I assume the person is trying to start a new thread.


----------



## Colonial Warrior

I assume that person wants to participate in the thread!!!


----------



## Adamantoise

I assume the person above is a sort of duellist.


----------



## ScreamingChicken

I assume the person above has access to the internet.


----------



## BigElectricKat

I assume the person above is REALLY happy!


----------



## Shh! Don’t tell!

X


----------



## Shh! Don’t tell!

BigElectricKat said:


> I assume the person above is REALLY happy!


I assume that the person above lives in Michigan.


----------



## nitewriter

I assume the person above has an Rand McNally Atlas at home.


----------



## BigElectricKat

Shh! Don’t tell! said:


> I assume that the person above lives in Michigan.

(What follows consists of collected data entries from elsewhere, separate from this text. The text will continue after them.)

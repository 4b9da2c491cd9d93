//! JSON-lines file store.
//!
//! Records live in one file, one JSON document per line. The whole file is
//! loaded at open and rewritten on every mutation; suitable for the modest
//! record volumes of rule state and recent history, not as a database.

use std::collections::HashMap;
use std::io::Write;
use std::path::{Path, PathBuf};
use std::sync::Mutex;

use chrono::{DateTime, Utc};
use tracing::warn;

use reflex_core::Value;

use crate::error::{Result, StorageError};
use crate::store::{QueryFilter, QueryPage, Record, Store};

#[derive(Default)]
struct Inner {
    records: HashMap<String, Record>,
    order: Vec<String>,
}

/// File-backed store with the same semantics as [`crate::MemoryStore`].
pub struct FileStore {
    path: PathBuf,
    inner: Mutex<Inner>,
}

impl FileStore {
    /// Open (or create) the store file and load its records. Lines that do
    /// not parse are skipped with a warning, so one corrupt line cannot
    /// take the whole store down.
    pub fn open(path: impl AsRef<Path>) -> Result<Self> {
        let path = path.as_ref().to_path_buf();
        let mut inner = Inner::default();

        if path.exists() {
            let text = std::fs::read_to_string(&path)?;
            for (line_no, line) in text.lines().enumerate() {
                if line.trim().is_empty() {
                    continue;
                }
                match serde_json::from_str::<Record>(line) {
                    Ok(record) => {
                        inner.order.push(record.id.clone());
                        inner.records.insert(record.id.clone(), record);
                    }
                    Err(e) => {
                        warn!(path = %path.display(), line = line_no + 1, %e, "skipping bad record");
                    }
                }
            }
        }

        Ok(Self {
            path,
            inner: Mutex::new(inner),
        })
    }

    pub fn path(&self) -> &Path {
        &self.path
    }

    fn persist(&self, inner: &Inner) -> Result<()> {
        let mut file = std::fs::File::create(&self.path)?;
        for id in &inner.order {
            if let Some(record) = inner.records.get(id) {
                serde_json::to_writer(&mut file, record)?;
                file.write_all(b"\n")?;
            }
        }
        file.flush()?;
        Ok(())
    }
}

impl Store for FileStore {
    fn insert(&self, record: Record) -> Result<()> {
        let mut inner = self.inner.lock().unwrap();
        if inner.records.contains_key(&record.id) {
            return Err(StorageError::Duplicate(record.id));
        }
        inner.order.push(record.id.clone());
        inner.records.insert(record.id.clone(), record);
        self.persist(&inner)
    }

    fn update(&self, id: &str, data: Value) -> Result<bool> {
        let mut inner = self.inner.lock().unwrap();
        match inner.records.get_mut(id) {
            Some(record) => {
                record.data = data;
                record.timestamp = Utc::now();
                self.persist(&inner)?;
                Ok(true)
            }
            None => Ok(false),
        }
    }

    fn remove(&self, id: &str) -> Result<bool> {
        let mut inner = self.inner.lock().unwrap();
        if inner.records.remove(id).is_none() {
            return Ok(false);
        }
        inner.order.retain(|existing| existing != id);
        self.persist(&inner)?;
        Ok(true)
    }

    fn find(&self, id: &str) -> Result<Option<Record>> {
        Ok(self.inner.lock().unwrap().records.get(id).cloned())
    }

    fn query(&self, filters: &[QueryFilter], offset: usize, limit: usize) -> Result<QueryPage> {
        let inner = self.inner.lock().unwrap();
        let matches: Vec<&Record> = inner
            .order
            .iter()
            .filter_map(|id| inner.records.get(id))
            .filter(|record| filters.iter().all(|f| f.matches(record)))
            .collect();
        let total = matches.len();
        let records = matches
            .into_iter()
            .skip(offset)
            .take(limit)
            .cloned()
            .collect();
        Ok(QueryPage {
            records,
            total,
            offset,
            limit,
        })
    }

    fn count(&self, filters: &[QueryFilter]) -> Result<usize> {
        let inner = self.inner.lock().unwrap();
        Ok(inner
            .records
            .values()
            .filter(|record| filters.iter().all(|f| f.matches(record)))
            .count())
    }

    fn cleanup_before(&self, cutoff: DateTime<Utc>) -> Result<usize> {
        let mut inner = self.inner.lock().unwrap();
        let before = inner.records.len();
        inner.records.retain(|_, record| record.timestamp >= cutoff);
        let records = &inner.records;
        let kept: Vec<String> = inner
            .order
            .iter()
            .filter(|id| records.contains_key(*id))
            .cloned()
            .collect();
        inner.order = kept;
        let removed = before - inner.records.len();
        if removed > 0 {
            self.persist(&inner)?;
        }
        Ok(removed)
    }

    fn len(&self) -> Result<usize> {
        Ok(self.inner.lock().unwrap().records.len())
    }
}

#[cfg(test)]
mod tests {
    use super::*;

    fn record(id: &str, data: serde_json::Value) -> Record {
        Record::new(id, "test_kind", Value::from(&data), "test")
    }

    #[test]
    fn survives_reopen() {
        let dir = tempfile::tempdir().unwrap();
        let path = dir.path().join("store.jsonl");

        {
            let store = FileStore::open(&path).unwrap();
            store.insert(record("r1", serde_json::json!({"v": 1}))).unwrap();
            store.insert(record("r2", serde_json::json!({"v": 2}))).unwrap();
            store.remove("r1").unwrap();
        }

        let reopened = FileStore::open(&path).unwrap();
        assert_eq!(reopened.len().unwrap(), 1);
        let r2 = reopened.find("r2").unwrap().unwrap();
        assert_eq!(r2.data.get("v").as_i64(), Some(2));
    }

    #[test]
    fn corrupt_lines_are_skipped() {
        let dir = tempfile::tempdir().unwrap();
        let path = dir.path().join("store.jsonl");

        {
            let store = FileStore::open(&path).unwrap();
            store.insert(record("r1", serde_json::json!({}))).unwrap();
        }
        // Corrupt the file with a partial line.
        let mut text = std::fs::read_to_string(&path).unwrap();
        text.push_str("{\"id\": \"broken\"\n");
        std::fs::write(&path, text).unwrap();

        let reopened = FileStore::open(&path).unwrap();
        assert_eq!(reopened.len().unwrap(), 1);
        assert!(reopened.find("r1").unwrap().is_some());
    }

    #[test]
    fn update_persists() {
        let dir = tempfile::tempdir().unwrap();
        let path = dir.path().join("store.jsonl");

        let store = FileStore::open(&path).unwrap();
        store.insert(record("r1", serde_json::json!({"v": 1}))).unwrap();
        store
            .update("r1", Value::from(&serde_json::json!({"v": 9})))
            .unwrap();
        drop(store);

        let reopened = FileStore::open(&path).unwrap();
        assert_eq!(
            reopened.find("r1").unwrap().unwrap().data.get("v").as_i64(),
            Some(9)
        );
    }
}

Close (does being born there count?)


----------



## nitewriter

I assume that makes your ladyfriend a Countess.


----------



## limitededition

You’re a nite owl that writes


----------



## DJ_S

Or a vampire, that bites.


----------



## Adamantoise

DJ_S said:


> Or a vampire, that bites.


I assume that the person above is a disc jockey of some variety, whose true name may or may not begin with the letter 'S'.


----------



## nitewriter

I assume that the above individual is having tea and scones for breakfast.


----------



## Lizzie_Jones

I assume the above individual has a fetish for all things England.


----------



## BigElectricKat

I assume that the person above is a very independent person.


----------



## Lizzie_Jones

I assume the person above is a very good conversationalist.


----------



## BigElectricKat

Lizzie_Jones said:


> I assume the person above is a very good conversationalist.


I certainly try to be.


----------



## limitededition

I assume the person above me has seen the movie Few Good Men.


----------



## BigElectricKat

limitededition said:


> I assume the person above me has seen the movie Few Good Men.


I have. Good one!

I assume the person above me has gone out and bought a few extra gallons of water (or soon will).


----------



## limitededition

Ha ha ha stocked up for a hurricane


----------



## SneezeCheeze

I assume the person above me owns a rubber ducky.


----------



## limitededition

Actually yes I do from when I was a kid. I assume the person above me is into SCI FI


----------



## SneezeCheeze

_Psychic_
Well, I love me some Star Wars.


----------



## Lizzie_Jones

I assume the person above me has seen the original Star Wars in 1977.


----------



## BigElectricKat

I assume the person above me is an amazing cook! (no fair, I cheated)


----------



## Lizzie_Jones

I assume the person above me doesn't always play by the rules. LOL


----------



## limitededition

I’m assuming the person above me is not the type to take her ball and go home


----------



## nitewriter

I assume the person above me has a gift card for the Sports Authority.


----------



## BigElectricKat

I assume the person abovedoesn't live where all the Sports Authority stores closed.


----------



## limitededition

What’s sports authority? Lol


----------



## Lizzie_Jones

I assume the person above me needs to Google that.


----------



## limitededition

Was being sarcastic


----------



## nitewriter

The person above is a kindred spirit.


----------



## Lizzie_Jones

nitewriter said:


> The person above is a kindred spirit.


I assume the person above me reads Anne of Green Gables.


----------



## nitewriter

I assume the person above me donates to PBS


----------



## Lizzie_Jones

nitewriter said:


> I assume the person above me donates to PBS


Nope. I don't even own a tv.

I assume the person above me likes to chat a lot.


----------



## BigElectricKat

I assume the person above me is a goooooood kisser.


----------



## limitededition

I assume he person above me drives an American made vehicle (ford,Chevy,etc )


----------



## BigElectricKat

You'd be right.


----------



## swamptoad

I'd assume that I am free to ask anything to assume on this person above me.


----------



## swamptoad

I assume the person above me has a limited edition vehicle.


----------



## nitewriter

With all the salt they put on the roads in Upstate New York I have a biodegradable vehicle.


----------



## BigElectricKat

Nope. I'd assume that the person above was born after 1980.


----------



## nitewriter

Nope. This time next year I will be collecting social security


----------



## nitewriter

I assume that it time get this thread up again.


----------



## swamptoad

Ditto, assumingly.


----------



## Emmy

Id assume he lives in the south


----------



## swamptoad

West Texas, Amarillo. But I am originally from the South. 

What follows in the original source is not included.